■ WHAT YOU ARE ASKED TO DO:
Within the records, which lines hold the string "OperatorSetIdProto"? Report each one by copying it.

■ INPUT MATERIAL:

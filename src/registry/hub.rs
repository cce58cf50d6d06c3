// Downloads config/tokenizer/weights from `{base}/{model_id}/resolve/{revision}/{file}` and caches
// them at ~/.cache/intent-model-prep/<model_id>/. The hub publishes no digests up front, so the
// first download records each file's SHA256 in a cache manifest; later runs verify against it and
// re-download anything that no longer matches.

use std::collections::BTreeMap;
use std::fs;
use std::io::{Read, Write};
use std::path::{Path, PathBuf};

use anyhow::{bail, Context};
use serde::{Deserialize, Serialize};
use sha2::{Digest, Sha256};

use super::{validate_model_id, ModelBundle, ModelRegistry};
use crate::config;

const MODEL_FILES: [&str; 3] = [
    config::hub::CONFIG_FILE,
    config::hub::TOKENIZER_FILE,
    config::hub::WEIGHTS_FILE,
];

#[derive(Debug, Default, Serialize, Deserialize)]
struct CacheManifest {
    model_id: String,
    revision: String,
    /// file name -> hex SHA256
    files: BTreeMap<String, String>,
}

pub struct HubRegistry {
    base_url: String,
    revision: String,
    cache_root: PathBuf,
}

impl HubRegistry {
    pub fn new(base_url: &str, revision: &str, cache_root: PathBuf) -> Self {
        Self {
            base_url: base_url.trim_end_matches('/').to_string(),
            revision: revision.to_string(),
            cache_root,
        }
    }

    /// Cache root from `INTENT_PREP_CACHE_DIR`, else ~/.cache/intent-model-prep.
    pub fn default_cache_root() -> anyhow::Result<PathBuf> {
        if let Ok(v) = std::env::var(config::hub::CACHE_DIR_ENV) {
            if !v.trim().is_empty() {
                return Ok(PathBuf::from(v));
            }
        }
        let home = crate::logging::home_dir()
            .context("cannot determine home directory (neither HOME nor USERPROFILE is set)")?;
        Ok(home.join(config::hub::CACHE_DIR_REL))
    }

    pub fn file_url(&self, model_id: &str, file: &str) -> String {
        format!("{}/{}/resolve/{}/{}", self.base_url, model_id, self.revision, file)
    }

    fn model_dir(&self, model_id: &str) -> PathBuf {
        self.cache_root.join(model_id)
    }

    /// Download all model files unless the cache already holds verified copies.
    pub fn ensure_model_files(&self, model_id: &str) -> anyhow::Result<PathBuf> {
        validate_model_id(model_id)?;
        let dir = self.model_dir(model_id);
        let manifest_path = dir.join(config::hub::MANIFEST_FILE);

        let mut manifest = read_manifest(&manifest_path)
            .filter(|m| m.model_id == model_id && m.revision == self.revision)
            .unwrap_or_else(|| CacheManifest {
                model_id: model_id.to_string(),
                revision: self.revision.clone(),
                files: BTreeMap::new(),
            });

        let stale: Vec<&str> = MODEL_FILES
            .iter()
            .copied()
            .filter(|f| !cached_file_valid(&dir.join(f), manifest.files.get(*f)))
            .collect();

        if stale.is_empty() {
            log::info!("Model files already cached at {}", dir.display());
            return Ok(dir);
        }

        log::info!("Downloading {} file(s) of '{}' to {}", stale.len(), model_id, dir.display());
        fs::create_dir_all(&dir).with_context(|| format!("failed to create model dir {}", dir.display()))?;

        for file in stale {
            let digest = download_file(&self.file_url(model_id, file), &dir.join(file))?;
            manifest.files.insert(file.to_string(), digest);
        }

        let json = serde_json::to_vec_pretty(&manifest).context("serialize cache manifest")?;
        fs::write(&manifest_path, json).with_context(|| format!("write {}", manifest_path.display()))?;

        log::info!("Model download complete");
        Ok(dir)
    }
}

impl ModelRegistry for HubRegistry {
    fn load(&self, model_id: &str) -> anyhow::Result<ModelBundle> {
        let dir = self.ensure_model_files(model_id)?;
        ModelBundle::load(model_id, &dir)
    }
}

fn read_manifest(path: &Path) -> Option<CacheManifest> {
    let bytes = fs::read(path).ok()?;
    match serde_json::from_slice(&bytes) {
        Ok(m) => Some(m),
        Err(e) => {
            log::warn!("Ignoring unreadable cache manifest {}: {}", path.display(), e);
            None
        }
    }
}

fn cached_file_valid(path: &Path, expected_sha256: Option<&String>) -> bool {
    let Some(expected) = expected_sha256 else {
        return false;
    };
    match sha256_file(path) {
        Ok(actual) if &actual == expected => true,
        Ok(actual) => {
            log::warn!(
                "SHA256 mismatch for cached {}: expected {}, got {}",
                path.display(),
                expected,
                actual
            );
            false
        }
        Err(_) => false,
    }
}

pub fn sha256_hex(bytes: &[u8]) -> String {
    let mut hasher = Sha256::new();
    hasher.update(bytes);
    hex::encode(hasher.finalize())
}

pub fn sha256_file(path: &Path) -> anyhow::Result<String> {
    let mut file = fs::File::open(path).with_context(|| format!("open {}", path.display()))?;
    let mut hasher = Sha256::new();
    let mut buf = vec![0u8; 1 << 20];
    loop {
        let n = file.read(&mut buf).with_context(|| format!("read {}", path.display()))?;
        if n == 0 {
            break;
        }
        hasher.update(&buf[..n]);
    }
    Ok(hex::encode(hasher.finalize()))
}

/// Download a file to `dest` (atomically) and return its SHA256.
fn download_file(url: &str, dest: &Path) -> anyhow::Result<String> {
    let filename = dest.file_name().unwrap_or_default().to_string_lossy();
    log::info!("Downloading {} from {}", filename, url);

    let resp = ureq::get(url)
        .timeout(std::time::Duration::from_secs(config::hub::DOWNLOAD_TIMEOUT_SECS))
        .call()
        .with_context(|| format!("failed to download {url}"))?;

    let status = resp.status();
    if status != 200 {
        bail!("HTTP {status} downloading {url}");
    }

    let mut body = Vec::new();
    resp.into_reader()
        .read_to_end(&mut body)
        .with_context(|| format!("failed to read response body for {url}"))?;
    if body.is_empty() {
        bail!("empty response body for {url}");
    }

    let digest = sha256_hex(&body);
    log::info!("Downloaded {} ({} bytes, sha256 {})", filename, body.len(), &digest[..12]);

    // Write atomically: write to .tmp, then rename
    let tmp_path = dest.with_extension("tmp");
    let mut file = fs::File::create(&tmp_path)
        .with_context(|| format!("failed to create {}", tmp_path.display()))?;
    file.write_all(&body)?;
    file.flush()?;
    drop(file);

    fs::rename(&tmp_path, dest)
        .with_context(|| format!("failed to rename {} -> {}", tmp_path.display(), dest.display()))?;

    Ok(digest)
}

--

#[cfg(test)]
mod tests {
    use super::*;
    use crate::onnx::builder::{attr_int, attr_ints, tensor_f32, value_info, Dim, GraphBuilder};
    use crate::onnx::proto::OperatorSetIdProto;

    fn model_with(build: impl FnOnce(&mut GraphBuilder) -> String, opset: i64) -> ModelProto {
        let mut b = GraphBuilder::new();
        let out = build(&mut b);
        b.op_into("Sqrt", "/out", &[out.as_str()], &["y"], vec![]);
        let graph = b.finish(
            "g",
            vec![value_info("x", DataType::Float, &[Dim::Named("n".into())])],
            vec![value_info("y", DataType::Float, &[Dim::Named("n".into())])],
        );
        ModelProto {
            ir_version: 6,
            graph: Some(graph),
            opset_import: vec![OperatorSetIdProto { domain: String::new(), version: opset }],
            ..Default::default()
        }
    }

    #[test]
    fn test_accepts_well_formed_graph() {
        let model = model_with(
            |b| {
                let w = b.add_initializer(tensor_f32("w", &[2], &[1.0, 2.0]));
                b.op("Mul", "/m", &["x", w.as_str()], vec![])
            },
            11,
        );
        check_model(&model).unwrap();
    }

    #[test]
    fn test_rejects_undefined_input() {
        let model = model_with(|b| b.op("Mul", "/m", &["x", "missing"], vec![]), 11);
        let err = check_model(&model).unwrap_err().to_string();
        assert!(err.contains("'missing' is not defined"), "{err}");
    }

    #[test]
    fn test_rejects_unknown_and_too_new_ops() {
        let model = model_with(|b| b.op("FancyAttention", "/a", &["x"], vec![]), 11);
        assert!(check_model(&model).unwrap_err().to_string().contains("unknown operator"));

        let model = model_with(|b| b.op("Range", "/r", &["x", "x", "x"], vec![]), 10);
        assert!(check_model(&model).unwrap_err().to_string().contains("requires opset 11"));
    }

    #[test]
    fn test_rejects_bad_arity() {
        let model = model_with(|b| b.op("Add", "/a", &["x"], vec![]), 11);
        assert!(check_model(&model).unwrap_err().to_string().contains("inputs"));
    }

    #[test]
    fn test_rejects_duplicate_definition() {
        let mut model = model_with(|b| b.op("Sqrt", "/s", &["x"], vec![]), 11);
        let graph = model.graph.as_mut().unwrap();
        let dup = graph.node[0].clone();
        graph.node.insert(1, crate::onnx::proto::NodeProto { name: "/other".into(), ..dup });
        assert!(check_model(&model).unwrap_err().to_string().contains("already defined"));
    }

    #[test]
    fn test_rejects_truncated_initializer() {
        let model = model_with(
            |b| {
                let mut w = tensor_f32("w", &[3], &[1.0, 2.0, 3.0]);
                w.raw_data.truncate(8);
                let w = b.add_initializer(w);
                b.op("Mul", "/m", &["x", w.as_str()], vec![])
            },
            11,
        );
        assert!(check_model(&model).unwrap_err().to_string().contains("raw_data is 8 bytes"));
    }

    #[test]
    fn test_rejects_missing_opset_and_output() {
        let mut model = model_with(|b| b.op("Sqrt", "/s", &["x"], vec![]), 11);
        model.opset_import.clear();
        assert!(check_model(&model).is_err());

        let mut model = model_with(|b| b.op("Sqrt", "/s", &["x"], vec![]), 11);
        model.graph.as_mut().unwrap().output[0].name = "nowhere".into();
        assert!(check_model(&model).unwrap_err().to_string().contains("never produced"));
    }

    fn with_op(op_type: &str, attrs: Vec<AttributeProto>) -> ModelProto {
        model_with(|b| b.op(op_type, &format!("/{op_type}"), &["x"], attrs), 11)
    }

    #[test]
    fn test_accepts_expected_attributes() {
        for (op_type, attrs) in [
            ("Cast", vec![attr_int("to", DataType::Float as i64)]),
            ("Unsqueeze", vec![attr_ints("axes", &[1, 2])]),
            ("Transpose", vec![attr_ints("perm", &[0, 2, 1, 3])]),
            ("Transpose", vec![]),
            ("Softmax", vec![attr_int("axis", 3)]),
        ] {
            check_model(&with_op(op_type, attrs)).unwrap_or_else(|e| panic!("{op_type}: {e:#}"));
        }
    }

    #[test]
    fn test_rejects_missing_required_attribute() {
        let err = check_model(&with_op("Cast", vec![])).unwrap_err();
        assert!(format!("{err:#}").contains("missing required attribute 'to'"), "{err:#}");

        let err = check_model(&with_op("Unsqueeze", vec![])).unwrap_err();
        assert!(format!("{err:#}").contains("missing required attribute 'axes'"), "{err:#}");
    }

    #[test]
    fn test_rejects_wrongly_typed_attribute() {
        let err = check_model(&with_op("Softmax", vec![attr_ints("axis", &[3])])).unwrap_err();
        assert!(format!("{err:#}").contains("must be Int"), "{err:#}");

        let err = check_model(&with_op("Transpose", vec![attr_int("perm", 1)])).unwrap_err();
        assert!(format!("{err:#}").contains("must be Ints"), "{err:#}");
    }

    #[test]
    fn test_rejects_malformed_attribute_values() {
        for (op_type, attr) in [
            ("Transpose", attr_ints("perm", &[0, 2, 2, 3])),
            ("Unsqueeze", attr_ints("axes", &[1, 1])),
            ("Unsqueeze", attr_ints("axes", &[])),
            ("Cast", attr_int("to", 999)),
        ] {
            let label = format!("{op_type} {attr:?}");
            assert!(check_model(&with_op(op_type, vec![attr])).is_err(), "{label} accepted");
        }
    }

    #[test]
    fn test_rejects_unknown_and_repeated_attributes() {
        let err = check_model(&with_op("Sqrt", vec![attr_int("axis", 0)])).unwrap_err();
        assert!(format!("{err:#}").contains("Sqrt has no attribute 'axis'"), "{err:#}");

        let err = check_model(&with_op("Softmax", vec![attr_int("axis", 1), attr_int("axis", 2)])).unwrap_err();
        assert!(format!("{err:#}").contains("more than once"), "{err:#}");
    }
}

■ REPLY:
    use crate::onnx::proto::OperatorSetIdProto;
            opset_import: vec![OperatorSetIdProto { domain: String::new(), version: opset }],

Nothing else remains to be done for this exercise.